### Problem to work on:
The lines to print are the one containing "stored paths, sorted." and every line after it through the end of the entries below. Print them exactly and nothing else.
═════ Available data ═════
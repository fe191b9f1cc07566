// src/store/memory.rs

use std::collections::BTreeMap;
use std::path::{Path, PathBuf};
use std::sync::{Arc, Mutex, MutexGuard};

use super::ArtifactStore;
use crate::errors::Result;

/// In-memory artifact store for tests and dry runs.
///
/// Clones share the same contents, so a fake backend can "produce" outputs
/// that the executor then observes. Directories are implicit.
#[derive(Debug, Clone)]
pub struct MemoryArtifactStore {
    root: PathBuf,
    files: Arc<Mutex<BTreeMap<PathBuf, Vec<u8>>>>,
}

impl Default for MemoryArtifactStore {
    fn default() -> Self {
        Self::new()
    }
}

impl MemoryArtifactStore {
    pub fn new() -> Self {
        Self {
            root: PathBuf::from("."),
            files: Arc::new(Mutex::new(BTreeMap::new())),
        }
    }

    fn lock(&self) -> MutexGuard<'_, BTreeMap<PathBuf, Vec<u8>>> {
        // A poisoned lock only means another test thread panicked mid-write.
        self.files.lock().unwrap_or_else(|e| e.into_inner())
    }

    pub fn add_file(&self, path: impl AsRef<Path>, content: impl Into<Vec<u8>>) {
        self.lock()
            .insert(path.as_ref().to_path_buf(), content.into());
    }

    /// All stored paths, sorted.
    pub fn paths(&self) -> Vec<PathBuf> {
        self.lock().keys().cloned().collect()
    }
}

impl ArtifactStore for MemoryArtifactStore {
    fn root(&self) -> &Path {
        &self.root
    }

    fn exists(&self, path: &Path) -> bool {
        let files = self.lock();
        files.contains_key(path) || files.keys().any(|p| p.starts_with(path))
    }

    fn read(&self, path: &Path) -> Result<Option<Vec<u8>>> {
        Ok(self.lock().get(path).cloned())
    }

    fn write_atomic(&self, path: &Path, contents: &[u8]) -> Result<()> {
        self.add_file(path, contents);
        Ok(())
    }

    fn remove(&self, path: &Path) -> Result<bool> {
        Ok(self.lock().remove(path).is_some())
    }

    fn create_dir_all(&self, _path: &Path) -> Result<()> {
        Ok(())
    }
}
═════
### Response:
    /// All stored paths, sorted.
    pub fn paths(&self) -> Vec<PathBuf> {
        self.lock().keys().cloned().collect()
    }
}

impl ArtifactStore for MemoryArtifactStore {
    fn root(&self) -> &Path {
        &self.root
    }

    fn exists(&self, path: &Path) -> bool {
        let files = self.lock();
        files.contains_key(path) || files.keys().any(|p| p.starts_with(path))
    }

    fn read(&self, path: &Path) -> Result<Option<Vec<u8>>> {
        Ok(self.lock().get(path).cloned())
    }

    fn write_atomic(&self, path: &Path, contents: &[u8]) -> Result<()> {
        self.add_file(path, contents);
        Ok(())
    }

    fn remove(&self, path: &Path) -> Result<bool> {
        Ok(self.lock().remove(path).is_some())
    }

    fn create_dir_all(&self, _path: &Path) -> Result<()> {
        Ok(())
    }
}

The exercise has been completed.